(Dataset entries)
==*==

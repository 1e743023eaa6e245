//! [`PropertyAccess`] for standard containers, smart pointers, leaves and JSON values.

use std::borrow::Borrow;
use std::collections::{BTreeMap, HashMap, VecDeque};
use std::hash::{BuildHasher, Hash};
use std::rc::Rc;
use std::sync::Arc;

use indexmap::IndexMap;
use serde_json::Value;

use crate::{PropertyAccess, Scalar};

fn parse_index(name: &str) -> Option<usize> {
	name.parse().ok()
}

impl<K, T, S> PropertyAccess for HashMap<K, T, S>
where
	K: Borrow<str> + Hash + Eq,
	T: PropertyAccess,
	S: BuildHasher,
{
	fn property(&self, name: &str) -> Option<&dyn PropertyAccess> {
		self.get(name).map(|v| v as &dyn PropertyAccess)
	}
}

impl<K, T, S> PropertyAccess for IndexMap<K, T, S>
where
	K: Borrow<str> + Hash + Eq,
	T: PropertyAccess,
	S: BuildHasher,
{
	fn property(&self, name: &str) -> Option<&dyn PropertyAccess> {
		self.get(name).map(|v| v as &dyn PropertyAccess)
	}
}

impl<K, T> PropertyAccess for BTreeMap<K, T>
where
	K: Borrow<str> + Ord,
	T: PropertyAccess,
{
	fn property(&self, name: &str) -> Option<&dyn PropertyAccess> {
		self.get(name).map(|v| v as &dyn PropertyAccess)
	}
}

impl<T: PropertyAccess> PropertyAccess for [T] {
	fn property(&self, name: &str) -> Option<&dyn PropertyAccess> {
		self.get(parse_index(name)?).map(|v| v as &dyn PropertyAccess)
	}
}

impl<T: PropertyAccess, const N: usize> PropertyAccess for [T; N] {
	fn property(&self, name: &str) -> Option<&dyn PropertyAccess> {
		self.as_slice().property(name)
	}
}

impl<T: PropertyAccess> PropertyAccess for Vec<T> {
	fn property(&self, name: &str) -> Option<&dyn PropertyAccess> {
		self.as_slice().property(name)
	}
}

impl<T: PropertyAccess> PropertyAccess for VecDeque<T> {
	fn property(&self, name: &str) -> Option<&dyn PropertyAccess> {
		self.get(parse_index(name)?).map(|v| v as &dyn PropertyAccess)
	}
}

impl<T: PropertyAccess> PropertyAccess for Option<T> {
	fn property(&self, name: &str) -> Option<&dyn PropertyAccess> {
		self.as_ref()?.property(name)
	}

	fn scalar(&self) -> Option<Scalar> {
		self.as_ref()?.scalar()
	}

	fn is_null(&self) -> bool {
		self.as_ref().is_none_or(PropertyAccess::is_null)
	}
}

macro_rules! forward_pointer {
	($($ptr:ident),* $(,)?) => {
		$(
			impl<T: PropertyAccess + ?Sized> PropertyAccess for $ptr<T> {
				fn property(&self, name: &str) -> Option<&dyn PropertyAccess> {
					(**self).property(name)
				}

				fn scalar(&self) -> Option<Scalar> {
					(**self).scalar()
				}

				fn is_null(&self) -> bool {
					(**self).is_null()
				}
			}
		)*
	};
}

forward_pointer!(Box, Rc, Arc);

impl<T: PropertyAccess + ?Sized> PropertyAccess for &T {
	fn property(&self, name: &str) -> Option<&dyn PropertyAccess> {
		(**self).property(name)
	}

	fn scalar(&self) -> Option<Scalar> {
		(**self).scalar()
	}

	fn is_null(&self) -> bool {
		(**self).is_null()
	}
}

/// An opaque item with no properties.
impl PropertyAccess for () {
	fn property(&self, _name: &str) -> Option<&dyn PropertyAccess> {
		None
	}
}

impl PropertyAccess for str {
	fn property(&self, _name: &str) -> Option<&dyn PropertyAccess> {
		None
	}

	fn scalar(&self) -> Option<Scalar> {
		Some(Scalar::Text(self.to_owned()))
	}
}

impl PropertyAccess for String {
	fn property(&self, _name: &str) -> Option<&dyn PropertyAccess> {
		None
	}

	fn scalar(&self) -> Option<Scalar> {
		Some(Scalar::Text(self.clone()))
	}
}

impl PropertyAccess for bool {
	fn property(&self, _name: &str) -> Option<&dyn PropertyAccess> {
		None
	}

	fn scalar(&self) -> Option<Scalar> {
		Some(Scalar::Bool(*self))
	}
}

macro_rules! integer_leaf {
	($($int:ty),* $(,)?) => {
		$(
			impl PropertyAccess for $int {
				fn property(&self, _name: &str) -> Option<&dyn PropertyAccess> {
					None
				}

				fn scalar(&self) -> Option<Scalar> {
					Some(match i64::try_from(*self) {
						Ok(value) => Scalar::Int(value),
						Err(_) => Scalar::Text(self.to_string()),
					})
				}
			}
		)*
	};
}

integer_leaf!(i8, i16, i32, i64, i128, isize, u8, u16, u32, u64, u128, usize);

macro_rules! float_leaf {
	($($float:ty),* $(,)?) => {
		$(
			impl PropertyAccess for $float {
				fn property(&self, _name: &str) -> Option<&dyn PropertyAccess> {
					None
				}

				fn scalar(&self) -> Option<Scalar> {
					Some(Scalar::Float(f64::from(*self)))
				}
			}
		)*
	};
}

float_leaf!(f32, f64);

impl PropertyAccess for Value {
	fn property(&self, name: &str) -> Option<&dyn PropertyAccess> {
		match self {
			Value::Object(map) => map.get(name).map(|v| v as &dyn PropertyAccess),
			Value::Array(items) => items.property(name),
			_ => None,
		}
	}

	fn scalar(&self) -> Option<Scalar> {
		match self {
			Value::String(text) => Some(Scalar::Text(text.clone())),
			Value::Number(number) => number
				.as_i64()
				.map(Scalar::Int)
				.or_else(|| number.as_f64().map(Scalar::Float)),
			Value::Bool(value) => Some(Scalar::Bool(*value)),
			Value::Null | Value::Array(_) | Value::Object(_) => None,
		}
	}

	fn is_null(&self) -> bool {
		self.is_null()
	}
}
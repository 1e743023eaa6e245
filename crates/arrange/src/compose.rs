//! Composition pass: turn buckets into one ordered sequence.
//!
//! # Segments
//!
//! The output is `start ++ middle ++ end`:
//!
//! - **Start:** start cells by weight, descending.
//! - **Middle:** middle cells by slot, ascending.
//! - **End:** end cells by weight, ascending.
//!
//! Each key is expanded in place: its `before` cells (ascending) go first, then the key, then its
//! `after` cells (descending). Higher weights therefore sit closest to their anchor on both sides.
//!
//! # Orphans
//!
//! A reference that names no item of the run is orphaned. Orphaned `before` groups are expanded
//! (descending) and prepended to the start segment as one block. Orphaned `after` groups are
//! expanded (descending) and appended to the middle segment.
//!
//! # Cycles
//!
//! Every key is marked in progress while it expands; meeting an in-progress key again is a
//! reference cycle and fails with [`SortError::Cycle`]. Items hanging off a cycle are never
//! reached from a segment or an orphan group, so once composition is done any unprocessed item
//! is expanded again under the same guard to report the loop.

use rustc_hash::FxHashSet;
use tracing::{debug, warn};

use crate::bucket::{Buckets, Cells, Entry};
use crate::error::{Result, SortError};


#[derive(Clone, Copy, Debug, PartialEq, Eq)]
enum WeightOrder {
	Ascending,
	Descending,
}

/// Composes the final order as indices into `entries`.
pub(crate) fn compose(entries: &[Entry<'_>], buckets: &Buckets) -> Result<Vec<usize>> {
	let mut composer = Composer::new(entries, buckets);

	let mut start = Vec::new();
	composer.expand_cells(&buckets.start, WeightOrder::Descending, &mut start)?;
	let mut middle = Vec::new();
	composer.expand_cells(&buckets.middle, WeightOrder::Ascending, &mut middle)?;
	let mut end = Vec::new();
	composer.expand_cells(&buckets.end, WeightOrder::Ascending, &mut end)?;

	let known: FxHashSet<&str> = entries.iter().map(|entry| entry.key).collect();
	let mut orphans = Vec::new();
	for (reference, cells) in &buckets.before {
		if known.contains(reference.as_str()) {
			continue;
		}
		debug!(reference = %reference, "orphaned before reference; placing at start");
		composer.expand_cells(cells, WeightOrder::Descending, &mut orphans)?;
	}
	for (reference, cells) in &buckets.after {
		if known.contains(reference.as_str()) {
			continue;
		}
		debug!(reference = %reference, "orphaned after reference; placing at end of middle");
		composer.expand_cells(cells, WeightOrder::Descending, &mut middle)?;
	}

	composer.detect_cycle()?;

	orphans.extend(start);
	orphans.extend(middle);
	orphans.extend(end);
	Ok(orphans)
}

struct Composer<'e, 'k> {
	entries: &'e [Entry<'k>],
	buckets: &'e Buckets,
	processed: Vec<bool>,
	in_progress: Vec<bool>,
	stack: Vec<usize>,
}

impl<'e, 'k> Composer<'e, 'k> {
	fn new(entries: &'e [Entry<'k>], buckets: &'e Buckets) -> Self {
		Self {
			entries,
			buckets,
			processed: vec![false; entries.len()],
			in_progress: vec![false; entries.len()],
			stack: Vec::new(),
		}
	}

	fn expand_cells<W: Ord>(
		&mut self,
		cells: &Cells<W>,
		order: WeightOrder,
		out: &mut Vec<usize>,
	) -> Result<()> {
		match order {
			WeightOrder::Ascending => {
				for keys in cells.values() {
					self.expand_all(keys, out)?;
				}
			}
			WeightOrder::Descending => {
				for keys in cells.values().rev() {
					self.expand_all(keys, out)?;
				}
			}
		}
		Ok(())
	}

	fn expand_all(&mut self, keys: &[usize], out: &mut Vec<usize>) -> Result<()> {
		for &index in keys {
			self.expand(index, out)?;
		}
		Ok(())
	}

	/// Emits `index` surrounded by everything anchored to it.
	fn expand(&mut self, index: usize, out: &mut Vec<usize>) -> Result<()> {
		if self.in_progress[index] {
			return Err(self.cycle_through(index));
		}
		self.in_progress[index] = true;
		self.stack.push(index);

		let buckets = self.buckets;
		let key = self.entries[index].key;
		if let Some(cells) = buckets.before.get(key) {
			self.expand_cells(cells, WeightOrder::Ascending, out)?;
		}
		out.push(index);
		self.processed[index] = true;
		if let Some(cells) = buckets.after.get(key) {
			self.expand_cells(cells, WeightOrder::Descending, out)?;
		}

		self.stack.pop();
		self.in_progress[index] = false;
		Ok(())
	}

	/// Re-expands unreached items; only a reference cycle can leave items unreached.
	fn detect_cycle(&mut self) -> Result<()> {
		let mut scratch = Vec::new();
		for index in 0..self.entries.len() {
			if !self.processed[index] {
				self.expand(index, &mut scratch)?;
			}
		}
		Ok(())
	}

	fn cycle_through(&self, index: usize) -> SortError {
		let from = self.stack.iter().position(|&i| i == index).unwrap_or(0);
		let path: Vec<String> = self.stack[from..]
			.iter()
			.chain(std::iter::once(&index))
			.map(|&i| self.entries[i].key.to_owned())
			.collect();
		warn!(cycle = ?path, "position reference cycle detected");
		SortError::Cycle { path }
	}
}
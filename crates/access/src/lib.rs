//! Dotted property-path access over heterogeneous values.
//!
//! # Purpose
//!
//! Reads a nested value such as `__meta.position` out of an arbitrary item without knowing its
//! concrete shape. Every container kind answers one question through [`PropertyAccess`]: "do you
//! have a child called `name`?".
//!
//! # Mental Model
//!
//! - **Mappings** (`HashMap`, `BTreeMap`, `IndexMap`, JSON objects) look the segment up as a key.
//! - **Sequences** (`Vec`, slices, arrays, `VecDeque`, JSON arrays) parse the segment as an index.
//! - **Records** expose named fields, usually through [`property_access!`].
//! - **Leaves** (strings, numbers, booleans) have no children and yield a [`Scalar`].
//!
//! # Found vs. Null
//!
//! "Not found" is always `None`. A property that exists but holds null is a found node whose
//! [`PropertyAccess::is_null`] returns true, so a legitimate null value is never confused with a
//! missing property. Resolving any further segment against a null node is "not found".

mod access;
mod impls;
mod macros;
mod path;
mod scalar;

pub use access::{PropertyAccess, resolve_path, scalar_at};
pub use path::PropertyPath;
pub use scalar::Scalar;
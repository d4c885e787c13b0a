// SPDX-License-Identifier: MIT
// Copyright 2026 Roland Dreier <roland@rolandd.dev>

//! Application error types with consistent API responses.

use axum::{
    extract::rejection::JsonRejection,
    http::StatusCode,
    response::{IntoResponse, Response},
    Json,
};
use serde::Serialize;

/// Application error type that converts to HTTP responses.
#[derive(Debug, thiserror::Error)]
pub enum AppError {
    #[error("Authentication required")]
    Unauthorized,

    #[error("Invalid or expired token")]
    InvalidToken,

    #[error("Forbidden: {0}")]
    Forbidden(String),

    #[error("{0}")]
    Validation(String),

    /// Subject and viewer are the same user.
    #[error("❌ You cannot grant access to yourself")]
    SelfGrant,

    #[error("Resource not found: {0}")]
    NotFound(String),

    /// A conditional insert found an existing record.
    #[error("Conflict: {0}")]
    Conflict(String),

    /// Store or cache unreachable, or a store operation gave up.
    #[error("External service error: {0}")]
    External(String),

    #[error("Internal server error: {0}")]
    Internal(#[from] anyhow::Error),
}

impl AppError {
    /// Message returned to callers for any server-side failure.
    pub const GENERIC_FAILURE: &'static str = "Internal server error";

    pub fn status(&self) -> StatusCode {
        match self {
            AppError::Unauthorized | AppError::InvalidToken => StatusCode::UNAUTHORIZED,
            AppError::Forbidden(_) => StatusCode::FORBIDDEN,
            AppError::Validation(_) | AppError::SelfGrant => StatusCode::BAD_REQUEST,
            AppError::NotFound(_) => StatusCode::NOT_FOUND,
            AppError::Conflict(_) => StatusCode::CONFLICT,
            AppError::External(_) | AppError::Internal(_) => StatusCode::INTERNAL_SERVER_ERROR,
        }
    }
}

/// Malformed or mistyped request bodies use the same envelope as every other 400.
impl From<JsonRejection> for AppError {
    fn from(rejection: JsonRejection) -> Self {
        AppError::Validation(rejection.body_text())
    }
}

/// JSON error response body
#[derive(Serialize)]
struct ErrorResponse {
    ok: bool,
    error: String,
}

impl IntoResponse for AppError {
    fn into_response(self) -> Response {
        let status = self.status();
        let error = match &self {
            AppError::External(msg) => {
                tracing::error!(error = %msg, "External service error");
                Self::GENERIC_FAILURE.to_string()
            }
            AppError::Internal(err) => {
                tracing::error!(error = %err, "Internal server error");
                Self::GENERIC_FAILURE.to_string()
            }
            other => other.to_string(),
        };

        let body = ErrorResponse { ok: false, error };

        (status, Json(body)).into_response()
    }
}

/// Result type alias for handlers
pub type Result<T> = std::result::Result<T, AppError>;
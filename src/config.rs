// SPDX-License-Identifier: MIT
// Copyright 2026 Roland Dreier <roland@rolandd.dev>

//! Application configuration loaded from environment variables.

use std::env;
use std::str::FromStr;
use std::time::Duration;

/// Which document store backs the relationship and session collections.
#[derive(Debug, Clone, Copy, PartialEq, Eq)]
pub enum StoreBackend {
    Firestore,
    /// Process-local store for development and tests.
    Memory,
}

impl StoreBackend {
    pub fn as_str(&self) -> &'static str {
        match self {
            StoreBackend::Firestore => "firestore",
            StoreBackend::Memory => "memory",
        }
    }
}

impl FromStr for StoreBackend {
    type Err = ConfigError;

    fn from_str(s: &str) -> Result<Self, Self::Err> {
        match s.trim().to_ascii_lowercase().as_str() {
            "firestore" => Ok(StoreBackend::Firestore),
            "memory" => Ok(StoreBackend::Memory),
            _ => Err(ConfigError::Invalid("STORE_BACKEND")),
        }
    }
}

/// Application configuration, loaded once at startup.
#[derive(Debug, Clone)]
pub struct Config {
    /// Frontend URL allowed by CORS
    pub frontend_url: String,
    /// GCP project ID
    pub gcp_project_id: String,
    /// Server port
    pub port: u16,
    /// JWT signing key for bearer credentials (raw bytes)
    pub jwt_signing_key: Vec<u8>,
    pub store_backend: StoreBackend,
    /// Prefix of every cache key
    pub cache_namespace: String,
    /// Lifetime of a cached query result
    pub cache_ttl: Duration,
    /// Attempts (including the first) for a chunked batch delete
    pub batch_retry_max_attempts: u32,
    /// Delay before the first retry; doubled on each further attempt
    pub batch_retry_base_delay: Duration,
    /// Page size used when scanning the whole relationship collection
    pub scan_page_size: u32,
    /// Also sweep the entire relationship collection on account purge
    pub purge_full_scan: bool,
}

impl Config {
    /// Config for tests only.
    pub fn test_default() -> Self {
        Self {
            frontend_url: "http://localhost:5173".to_string(),
            gcp_project_id: "test-project".to_string(),
            port: 8080,
            jwt_signing_key: b"test_jwt_key_32_bytes_minimum!!".to_vec(),
            store_backend: StoreBackend::Memory,
            cache_namespace: "sessions".to_string(),
            cache_ttl: Duration::from_secs(300),
            batch_retry_max_attempts: 3,
            batch_retry_base_delay: Duration::from_millis(1),
            scan_page_size: 2,
            purge_full_scan: true,
        }
    }

    /// Load configuration from environment variables.
    ///
    /// A `.env` file is read first if present.
    pub fn from_env() -> Result<Self, ConfigError> {
        dotenvy::dotenv().ok();

        Ok(Self {
            frontend_url: env::var("FRONTEND_URL")
                .unwrap_or_else(|_| "http://localhost:5173".to_string()),
            gcp_project_id: env::var("GCP_PROJECT_ID").unwrap_or_else(|_| "local-dev".to_string()),
            port: parse_or("PORT", 8080)?,
            jwt_signing_key: env::var("JWT_SIGNING_KEY")
                .map_err(|_| ConfigError::Missing("JWT_SIGNING_KEY"))?
                .trim()
                .as_bytes()
                .to_vec(),
            store_backend: parse_or("STORE_BACKEND", StoreBackend::Firestore)?,
            cache_namespace: env::var("CACHE_NAMESPACE")
                .unwrap_or_else(|_| "sessions".to_string()),
            cache_ttl: Duration::from_secs(parse_or("CACHE_TTL_SECS", 300)?),
            batch_retry_max_attempts: parse_or("BATCH_RETRY_MAX_ATTEMPTS", 5)?,
            batch_retry_base_delay: Duration::from_millis(parse_or(
                "BATCH_RETRY_BASE_DELAY_MS",
                100,
            )?),
            scan_page_size: parse_or("SCAN_PAGE_SIZE", 200)?,
            purge_full_scan: parse_or("PURGE_FULL_SCAN", true)?,
        })
    }
}

/// Parse an optional variable, falling back to `default` when it is unset.
fn parse_or<T: FromStr>(name: &'static str, default: T) -> Result<T, ConfigError> {
    match env::var(name) {
        Ok(raw) => raw.trim().parse().map_err(|_| ConfigError::Invalid(name)),
        Err(_) => Ok(default),
    }
}

/// Configuration errors
#[derive(Debug, thiserror::Error)]
pub enum ConfigError {
    #[error("Missing required environment variable: {0}")]
    Missing(&'static str),

    #[error("Invalid value for environment variable: {0}")]
    Invalid(&'static str),
}
// SPDX-License-Identifier: MIT
// Copyright 2026 Roland Dreier <roland@rolandd.dev>

//! Shared helpers for date/time parsing and formatting.

use chrono::{DateTime, NaiveDateTime, SecondsFormat, TimeZone, Utc};

/// Naive layouts accepted from older clients; interpreted as UTC.
const NAIVE_FORMATS: [&str; 2] = ["%Y-%m-%dT%H:%M:%S%.f", "%Y-%m-%d %H:%M:%S%.f"];

/// Format a UTC timestamp as RFC3339 using a `Z` suffix.
pub fn format_utc_rfc3339(date: DateTime<Utc>) -> String {
    date.to_rfc3339_opts(SecondsFormat::Millis, true)
}

/// Parse a client-supplied timestamp into a UTC instant.
///
/// Accepts RFC3339 with any offset, naive date-times (assumed UTC) and
/// integer epoch milliseconds.
pub fn parse_timestamp(raw: &str) -> Option<DateTime<Utc>> {
    let raw = raw.trim();
    if raw.is_empty() {
        return None;
    }

    if let Ok(dt) = DateTime::parse_from_rfc3339(raw) {
        return Some(dt.with_timezone(&Utc));
    }

    for format in NAIVE_FORMATS {
        if let Ok(naive) = NaiveDateTime::parse_from_str(raw, format) {
            return Some(Utc.from_utc_datetime(&naive));
        }
    }

    raw.parse::<i64>()
        .ok()
        .and_then(DateTime::from_timestamp_millis)
}

#[cfg(test)]
mod tests {
    use super::*;
    use chrono::Timelike;

    #[test]
    fn test_parse_rfc3339_with_offset() {
        let dt = parse_timestamp("2025-01-01T14:00:00+02:00").unwrap();
        assert_eq!(dt.hour(), 12);
    }

    #[test]
    fn test_parse_naive_as_utc() {
        let a = parse_timestamp("2025-01-01 12:00:00").unwrap();
        let b = parse_timestamp("2025-01-01T12:00:00.000").unwrap();
        assert_eq!(a, b);
        assert_eq!(format_utc_rfc3339(a), "2025-01-01T12:00:00.000Z");
    }

    #[test]
    fn test_parse_epoch_millis() {
        let dt = parse_timestamp("1735732800000").unwrap();
        assert_eq!(format_utc_rfc3339(dt), "2025-01-01T12:00:00.000Z");
    }

    #[test]
    fn test_parse_rejects_garbage() {
        assert!(parse_timestamp("yesterday").is_none());
        assert!(parse_timestamp("   ").is_none());
    }
}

==*==

> WHAT THE TASK REQUIRES
Pull each line containing "SelfGrant" from the records.

> ANSWER AREA
    SelfGrant,
            AppError::Validation(_) | AppError::SelfGrant => StatusCode::BAD_REQUEST,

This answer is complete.